**WORK TO COMPLETE:**
Among the records below, find each line bearing the word "state" and copy it.

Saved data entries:
▽

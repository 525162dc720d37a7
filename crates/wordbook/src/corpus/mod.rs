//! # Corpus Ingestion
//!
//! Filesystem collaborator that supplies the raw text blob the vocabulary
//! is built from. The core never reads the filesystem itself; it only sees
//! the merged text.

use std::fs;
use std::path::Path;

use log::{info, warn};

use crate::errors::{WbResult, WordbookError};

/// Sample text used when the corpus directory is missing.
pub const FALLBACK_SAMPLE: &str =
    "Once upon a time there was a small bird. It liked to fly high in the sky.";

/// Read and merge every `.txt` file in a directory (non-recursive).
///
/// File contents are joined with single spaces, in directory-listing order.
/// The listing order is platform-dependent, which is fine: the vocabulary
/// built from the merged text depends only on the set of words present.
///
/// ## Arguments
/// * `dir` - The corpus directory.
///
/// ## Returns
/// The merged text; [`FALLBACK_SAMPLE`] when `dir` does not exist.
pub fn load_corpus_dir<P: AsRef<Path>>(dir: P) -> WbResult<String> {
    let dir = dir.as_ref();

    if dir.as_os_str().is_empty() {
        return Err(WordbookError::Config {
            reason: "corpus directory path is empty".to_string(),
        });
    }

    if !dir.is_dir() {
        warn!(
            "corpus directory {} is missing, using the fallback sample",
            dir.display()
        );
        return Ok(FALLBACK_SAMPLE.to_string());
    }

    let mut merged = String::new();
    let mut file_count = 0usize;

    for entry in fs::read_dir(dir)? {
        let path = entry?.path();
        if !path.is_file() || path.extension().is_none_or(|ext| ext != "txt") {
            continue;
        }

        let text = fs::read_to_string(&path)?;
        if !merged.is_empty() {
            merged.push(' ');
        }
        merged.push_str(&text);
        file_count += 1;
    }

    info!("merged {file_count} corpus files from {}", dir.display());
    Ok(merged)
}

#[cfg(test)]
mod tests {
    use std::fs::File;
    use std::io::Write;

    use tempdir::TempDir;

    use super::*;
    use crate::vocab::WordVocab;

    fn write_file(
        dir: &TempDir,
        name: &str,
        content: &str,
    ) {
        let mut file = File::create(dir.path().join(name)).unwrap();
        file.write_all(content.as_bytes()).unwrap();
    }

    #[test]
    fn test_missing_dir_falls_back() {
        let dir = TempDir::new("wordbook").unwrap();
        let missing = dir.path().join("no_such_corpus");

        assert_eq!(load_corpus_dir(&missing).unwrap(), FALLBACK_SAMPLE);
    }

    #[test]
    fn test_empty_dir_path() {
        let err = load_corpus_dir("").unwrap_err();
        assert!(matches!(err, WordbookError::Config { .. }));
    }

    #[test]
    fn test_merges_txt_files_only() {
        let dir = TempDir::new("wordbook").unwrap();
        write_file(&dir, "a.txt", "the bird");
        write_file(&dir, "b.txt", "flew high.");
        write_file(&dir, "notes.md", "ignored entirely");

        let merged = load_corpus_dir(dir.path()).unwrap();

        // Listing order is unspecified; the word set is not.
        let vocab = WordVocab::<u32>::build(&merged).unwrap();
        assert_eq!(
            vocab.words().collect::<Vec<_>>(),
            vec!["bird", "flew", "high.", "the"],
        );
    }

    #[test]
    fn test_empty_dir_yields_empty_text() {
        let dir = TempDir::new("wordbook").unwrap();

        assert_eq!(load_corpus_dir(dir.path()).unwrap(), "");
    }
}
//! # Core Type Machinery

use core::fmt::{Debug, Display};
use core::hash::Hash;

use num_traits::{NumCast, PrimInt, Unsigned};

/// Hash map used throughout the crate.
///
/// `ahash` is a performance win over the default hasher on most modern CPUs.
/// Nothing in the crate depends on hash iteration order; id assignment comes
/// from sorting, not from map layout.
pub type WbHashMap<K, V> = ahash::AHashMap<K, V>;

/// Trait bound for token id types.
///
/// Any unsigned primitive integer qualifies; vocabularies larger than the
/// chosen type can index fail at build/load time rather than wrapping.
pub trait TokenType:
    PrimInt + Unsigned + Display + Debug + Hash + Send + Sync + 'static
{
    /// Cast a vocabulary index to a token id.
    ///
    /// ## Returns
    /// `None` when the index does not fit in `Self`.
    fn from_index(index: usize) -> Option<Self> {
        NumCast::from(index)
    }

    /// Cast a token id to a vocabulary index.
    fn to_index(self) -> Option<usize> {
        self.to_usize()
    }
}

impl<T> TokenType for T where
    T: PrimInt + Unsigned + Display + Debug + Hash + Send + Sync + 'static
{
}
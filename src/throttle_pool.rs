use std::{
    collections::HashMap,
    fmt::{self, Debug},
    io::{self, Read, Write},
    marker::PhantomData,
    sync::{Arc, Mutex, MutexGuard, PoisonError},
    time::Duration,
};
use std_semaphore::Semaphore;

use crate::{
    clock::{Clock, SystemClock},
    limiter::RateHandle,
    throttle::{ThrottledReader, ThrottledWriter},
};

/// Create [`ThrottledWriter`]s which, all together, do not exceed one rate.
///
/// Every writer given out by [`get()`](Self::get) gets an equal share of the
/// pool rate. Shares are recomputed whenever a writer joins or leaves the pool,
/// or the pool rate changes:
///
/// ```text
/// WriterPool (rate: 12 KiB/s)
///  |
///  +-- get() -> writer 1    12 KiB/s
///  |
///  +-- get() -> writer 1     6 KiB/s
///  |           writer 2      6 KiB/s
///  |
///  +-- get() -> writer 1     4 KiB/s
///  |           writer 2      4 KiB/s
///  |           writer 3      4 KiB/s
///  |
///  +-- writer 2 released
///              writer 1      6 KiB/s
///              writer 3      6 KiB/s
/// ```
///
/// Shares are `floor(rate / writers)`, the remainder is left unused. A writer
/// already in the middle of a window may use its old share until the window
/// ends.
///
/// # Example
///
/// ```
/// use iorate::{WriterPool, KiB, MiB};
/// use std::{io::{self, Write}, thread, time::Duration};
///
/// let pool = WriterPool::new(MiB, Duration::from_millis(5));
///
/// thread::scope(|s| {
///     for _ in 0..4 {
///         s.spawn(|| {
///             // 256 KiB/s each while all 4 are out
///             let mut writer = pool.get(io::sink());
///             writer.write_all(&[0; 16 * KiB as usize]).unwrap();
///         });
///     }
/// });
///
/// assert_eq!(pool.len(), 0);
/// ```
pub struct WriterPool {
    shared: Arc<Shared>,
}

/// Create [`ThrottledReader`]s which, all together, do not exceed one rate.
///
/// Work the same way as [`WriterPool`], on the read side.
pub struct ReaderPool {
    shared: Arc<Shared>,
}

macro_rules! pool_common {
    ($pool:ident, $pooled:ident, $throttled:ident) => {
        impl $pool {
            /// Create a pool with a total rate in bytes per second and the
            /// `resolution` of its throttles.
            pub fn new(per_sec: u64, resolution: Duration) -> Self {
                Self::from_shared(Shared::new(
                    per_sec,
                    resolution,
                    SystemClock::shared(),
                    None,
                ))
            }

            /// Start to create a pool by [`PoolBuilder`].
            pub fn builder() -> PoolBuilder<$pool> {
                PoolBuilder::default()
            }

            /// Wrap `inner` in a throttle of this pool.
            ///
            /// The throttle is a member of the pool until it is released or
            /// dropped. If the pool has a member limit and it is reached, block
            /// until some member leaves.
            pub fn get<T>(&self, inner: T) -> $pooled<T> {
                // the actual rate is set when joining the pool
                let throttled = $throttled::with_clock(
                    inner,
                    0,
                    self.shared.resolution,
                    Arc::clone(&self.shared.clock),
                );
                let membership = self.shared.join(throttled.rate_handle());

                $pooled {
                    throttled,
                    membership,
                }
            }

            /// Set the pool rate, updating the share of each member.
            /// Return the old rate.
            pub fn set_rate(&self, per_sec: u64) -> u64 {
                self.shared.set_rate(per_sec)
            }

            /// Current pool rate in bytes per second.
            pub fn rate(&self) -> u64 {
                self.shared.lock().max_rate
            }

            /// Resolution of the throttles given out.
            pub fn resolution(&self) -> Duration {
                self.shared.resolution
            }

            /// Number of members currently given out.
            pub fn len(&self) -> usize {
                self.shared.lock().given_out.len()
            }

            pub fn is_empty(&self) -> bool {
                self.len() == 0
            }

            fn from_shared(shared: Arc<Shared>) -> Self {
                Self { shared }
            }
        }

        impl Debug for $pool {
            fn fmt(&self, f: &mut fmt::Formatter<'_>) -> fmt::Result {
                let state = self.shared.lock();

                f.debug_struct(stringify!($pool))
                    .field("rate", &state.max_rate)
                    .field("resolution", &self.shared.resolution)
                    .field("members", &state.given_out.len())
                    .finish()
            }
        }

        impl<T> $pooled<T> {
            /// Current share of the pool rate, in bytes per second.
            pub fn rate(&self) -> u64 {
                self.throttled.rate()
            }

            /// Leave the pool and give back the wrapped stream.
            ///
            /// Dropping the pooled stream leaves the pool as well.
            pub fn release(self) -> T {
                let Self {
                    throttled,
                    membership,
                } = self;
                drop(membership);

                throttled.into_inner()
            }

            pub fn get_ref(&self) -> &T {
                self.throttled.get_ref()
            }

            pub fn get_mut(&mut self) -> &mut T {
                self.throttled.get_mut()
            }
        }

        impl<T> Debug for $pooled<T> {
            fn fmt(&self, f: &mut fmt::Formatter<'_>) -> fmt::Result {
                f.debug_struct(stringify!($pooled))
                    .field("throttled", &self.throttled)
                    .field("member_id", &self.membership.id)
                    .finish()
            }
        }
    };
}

△

**OUTPUT FOR THIS TASK:**
                let state = self.shared.lock();
                    .field("rate", &state.max_rate)
                    .field("members", &state.given_out.len())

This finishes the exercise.